*Source material*:
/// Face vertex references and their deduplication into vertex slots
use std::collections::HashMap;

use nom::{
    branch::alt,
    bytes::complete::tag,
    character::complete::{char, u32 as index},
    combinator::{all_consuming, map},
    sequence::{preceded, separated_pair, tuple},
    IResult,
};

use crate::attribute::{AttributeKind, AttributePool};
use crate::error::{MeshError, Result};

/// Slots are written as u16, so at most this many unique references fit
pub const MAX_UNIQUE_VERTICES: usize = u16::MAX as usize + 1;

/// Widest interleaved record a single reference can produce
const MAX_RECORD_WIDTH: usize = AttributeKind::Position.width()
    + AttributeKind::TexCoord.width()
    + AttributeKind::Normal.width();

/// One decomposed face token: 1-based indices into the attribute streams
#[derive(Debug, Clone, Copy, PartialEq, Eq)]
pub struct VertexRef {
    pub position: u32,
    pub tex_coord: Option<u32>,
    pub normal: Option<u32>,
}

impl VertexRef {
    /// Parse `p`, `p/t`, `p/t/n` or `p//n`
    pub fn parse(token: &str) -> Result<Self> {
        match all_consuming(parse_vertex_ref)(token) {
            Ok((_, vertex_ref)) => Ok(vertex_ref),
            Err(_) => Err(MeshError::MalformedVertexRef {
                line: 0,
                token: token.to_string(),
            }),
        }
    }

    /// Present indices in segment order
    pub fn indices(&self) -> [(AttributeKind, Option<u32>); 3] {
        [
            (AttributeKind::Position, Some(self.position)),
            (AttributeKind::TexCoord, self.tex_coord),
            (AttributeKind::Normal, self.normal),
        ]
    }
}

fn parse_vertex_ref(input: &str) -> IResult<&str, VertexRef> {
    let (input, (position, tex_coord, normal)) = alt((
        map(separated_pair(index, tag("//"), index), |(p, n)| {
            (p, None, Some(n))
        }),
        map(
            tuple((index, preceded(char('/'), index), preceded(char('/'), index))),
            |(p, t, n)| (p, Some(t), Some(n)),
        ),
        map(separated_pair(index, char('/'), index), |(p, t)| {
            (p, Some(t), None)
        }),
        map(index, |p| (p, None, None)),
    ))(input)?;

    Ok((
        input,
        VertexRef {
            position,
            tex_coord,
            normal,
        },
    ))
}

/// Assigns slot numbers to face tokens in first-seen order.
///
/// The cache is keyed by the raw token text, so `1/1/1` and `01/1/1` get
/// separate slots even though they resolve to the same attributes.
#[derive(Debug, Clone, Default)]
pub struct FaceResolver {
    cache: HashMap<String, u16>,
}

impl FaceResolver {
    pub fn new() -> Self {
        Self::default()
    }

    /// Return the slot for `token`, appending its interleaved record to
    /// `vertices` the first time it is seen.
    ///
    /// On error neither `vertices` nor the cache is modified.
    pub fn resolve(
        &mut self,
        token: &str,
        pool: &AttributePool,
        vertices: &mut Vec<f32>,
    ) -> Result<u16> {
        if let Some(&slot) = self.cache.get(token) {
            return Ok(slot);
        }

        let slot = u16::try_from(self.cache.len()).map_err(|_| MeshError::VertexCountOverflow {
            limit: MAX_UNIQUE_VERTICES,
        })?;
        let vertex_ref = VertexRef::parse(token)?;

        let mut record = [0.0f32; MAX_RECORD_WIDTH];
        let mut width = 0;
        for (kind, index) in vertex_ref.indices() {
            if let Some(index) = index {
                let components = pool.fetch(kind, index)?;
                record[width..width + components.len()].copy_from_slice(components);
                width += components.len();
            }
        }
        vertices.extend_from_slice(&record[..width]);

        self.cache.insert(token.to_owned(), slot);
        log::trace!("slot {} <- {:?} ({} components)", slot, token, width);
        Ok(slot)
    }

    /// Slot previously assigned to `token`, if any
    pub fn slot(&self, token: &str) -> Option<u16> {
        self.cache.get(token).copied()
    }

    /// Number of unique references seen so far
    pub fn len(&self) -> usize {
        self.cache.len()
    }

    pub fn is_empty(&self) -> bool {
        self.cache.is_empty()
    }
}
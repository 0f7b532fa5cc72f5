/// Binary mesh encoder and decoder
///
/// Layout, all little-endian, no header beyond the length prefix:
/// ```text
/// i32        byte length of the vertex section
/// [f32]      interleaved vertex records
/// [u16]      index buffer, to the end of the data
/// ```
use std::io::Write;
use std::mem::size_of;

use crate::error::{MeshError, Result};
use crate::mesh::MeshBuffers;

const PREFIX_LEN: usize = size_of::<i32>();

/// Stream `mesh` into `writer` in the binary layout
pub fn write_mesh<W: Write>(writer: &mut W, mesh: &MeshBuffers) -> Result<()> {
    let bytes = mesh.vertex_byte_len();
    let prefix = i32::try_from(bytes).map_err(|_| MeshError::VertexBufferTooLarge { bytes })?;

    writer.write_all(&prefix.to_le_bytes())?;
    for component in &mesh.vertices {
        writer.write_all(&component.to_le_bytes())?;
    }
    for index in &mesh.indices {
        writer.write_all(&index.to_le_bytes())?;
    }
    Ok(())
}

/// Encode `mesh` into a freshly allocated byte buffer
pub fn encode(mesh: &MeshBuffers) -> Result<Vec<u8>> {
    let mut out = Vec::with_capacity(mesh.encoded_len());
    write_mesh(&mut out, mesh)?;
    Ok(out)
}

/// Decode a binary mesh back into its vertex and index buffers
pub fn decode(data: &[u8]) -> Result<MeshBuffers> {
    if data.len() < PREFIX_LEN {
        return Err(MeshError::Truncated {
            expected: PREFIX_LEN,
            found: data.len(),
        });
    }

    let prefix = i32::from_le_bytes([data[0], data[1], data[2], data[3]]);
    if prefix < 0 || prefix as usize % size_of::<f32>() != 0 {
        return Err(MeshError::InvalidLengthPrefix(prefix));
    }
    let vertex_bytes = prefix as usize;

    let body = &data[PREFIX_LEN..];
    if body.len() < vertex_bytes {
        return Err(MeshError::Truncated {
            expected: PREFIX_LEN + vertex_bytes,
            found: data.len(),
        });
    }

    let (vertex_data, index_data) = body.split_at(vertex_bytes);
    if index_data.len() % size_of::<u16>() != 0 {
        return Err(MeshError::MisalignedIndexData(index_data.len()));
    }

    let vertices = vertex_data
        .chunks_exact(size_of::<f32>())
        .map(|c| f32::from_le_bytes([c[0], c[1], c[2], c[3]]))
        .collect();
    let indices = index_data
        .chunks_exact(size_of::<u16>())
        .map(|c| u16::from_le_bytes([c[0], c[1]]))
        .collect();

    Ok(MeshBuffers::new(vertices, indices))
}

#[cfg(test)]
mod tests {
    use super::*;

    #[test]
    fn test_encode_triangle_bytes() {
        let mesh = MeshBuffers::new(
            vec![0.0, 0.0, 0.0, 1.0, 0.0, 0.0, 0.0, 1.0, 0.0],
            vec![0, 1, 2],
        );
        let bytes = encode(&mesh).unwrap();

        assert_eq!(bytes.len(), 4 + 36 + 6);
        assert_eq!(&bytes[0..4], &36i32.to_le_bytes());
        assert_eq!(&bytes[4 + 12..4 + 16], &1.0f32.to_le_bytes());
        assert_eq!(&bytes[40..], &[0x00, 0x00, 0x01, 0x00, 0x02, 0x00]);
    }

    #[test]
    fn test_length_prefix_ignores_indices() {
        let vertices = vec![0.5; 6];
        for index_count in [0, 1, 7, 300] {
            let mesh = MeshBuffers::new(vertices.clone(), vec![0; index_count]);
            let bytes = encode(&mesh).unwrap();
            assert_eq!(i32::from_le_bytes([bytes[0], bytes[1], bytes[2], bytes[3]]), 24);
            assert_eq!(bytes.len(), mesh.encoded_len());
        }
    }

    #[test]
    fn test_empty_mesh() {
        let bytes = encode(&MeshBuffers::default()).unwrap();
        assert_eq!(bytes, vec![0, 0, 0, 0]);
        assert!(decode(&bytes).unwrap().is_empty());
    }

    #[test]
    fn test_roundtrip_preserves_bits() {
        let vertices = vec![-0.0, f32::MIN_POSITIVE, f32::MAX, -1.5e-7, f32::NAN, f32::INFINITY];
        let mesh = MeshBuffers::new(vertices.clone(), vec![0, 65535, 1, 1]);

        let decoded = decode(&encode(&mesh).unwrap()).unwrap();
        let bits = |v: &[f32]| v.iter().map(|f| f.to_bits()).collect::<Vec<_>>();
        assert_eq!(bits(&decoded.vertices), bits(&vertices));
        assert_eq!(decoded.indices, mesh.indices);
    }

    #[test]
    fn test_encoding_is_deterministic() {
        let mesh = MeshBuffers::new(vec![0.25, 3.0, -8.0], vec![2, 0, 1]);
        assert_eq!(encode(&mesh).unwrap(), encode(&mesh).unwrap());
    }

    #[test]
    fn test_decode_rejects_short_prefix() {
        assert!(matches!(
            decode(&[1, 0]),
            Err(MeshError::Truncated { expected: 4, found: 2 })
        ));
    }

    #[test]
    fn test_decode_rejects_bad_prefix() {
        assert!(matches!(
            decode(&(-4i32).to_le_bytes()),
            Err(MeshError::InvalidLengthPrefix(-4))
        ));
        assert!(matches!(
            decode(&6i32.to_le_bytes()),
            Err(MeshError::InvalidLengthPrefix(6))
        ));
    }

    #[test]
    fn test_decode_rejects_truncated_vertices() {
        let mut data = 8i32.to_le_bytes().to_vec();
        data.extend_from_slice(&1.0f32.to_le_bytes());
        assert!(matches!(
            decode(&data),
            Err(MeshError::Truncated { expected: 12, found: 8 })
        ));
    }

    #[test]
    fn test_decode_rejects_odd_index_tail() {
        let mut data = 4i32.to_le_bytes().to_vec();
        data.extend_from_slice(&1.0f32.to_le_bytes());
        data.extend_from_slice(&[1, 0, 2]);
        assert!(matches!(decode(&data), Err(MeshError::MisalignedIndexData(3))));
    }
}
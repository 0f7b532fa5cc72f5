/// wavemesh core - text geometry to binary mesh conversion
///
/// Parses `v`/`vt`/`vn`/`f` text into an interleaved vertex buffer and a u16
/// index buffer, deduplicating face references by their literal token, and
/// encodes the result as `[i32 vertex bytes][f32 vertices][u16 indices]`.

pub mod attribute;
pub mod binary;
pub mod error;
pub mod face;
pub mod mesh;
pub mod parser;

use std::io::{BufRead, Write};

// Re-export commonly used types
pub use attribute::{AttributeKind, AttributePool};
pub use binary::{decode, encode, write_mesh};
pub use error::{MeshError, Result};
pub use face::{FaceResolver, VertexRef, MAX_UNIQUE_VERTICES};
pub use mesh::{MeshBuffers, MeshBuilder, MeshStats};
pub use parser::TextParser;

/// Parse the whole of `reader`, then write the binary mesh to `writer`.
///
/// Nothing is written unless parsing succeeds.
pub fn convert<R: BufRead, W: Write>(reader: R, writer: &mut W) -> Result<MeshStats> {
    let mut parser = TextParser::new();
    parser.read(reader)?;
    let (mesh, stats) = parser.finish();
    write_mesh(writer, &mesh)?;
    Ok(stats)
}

*Work task*:
Where does the word "Option" occur in the data? Copy every line that has it.

*Solution to this task*:
    pub tex_coord: Option<u32>,
    pub normal: Option<u32>,
    pub fn indices(&self) -> [(AttributeKind, Option<u32>); 3] {
    pub fn slot(&self, token: &str) -> Option<u16> {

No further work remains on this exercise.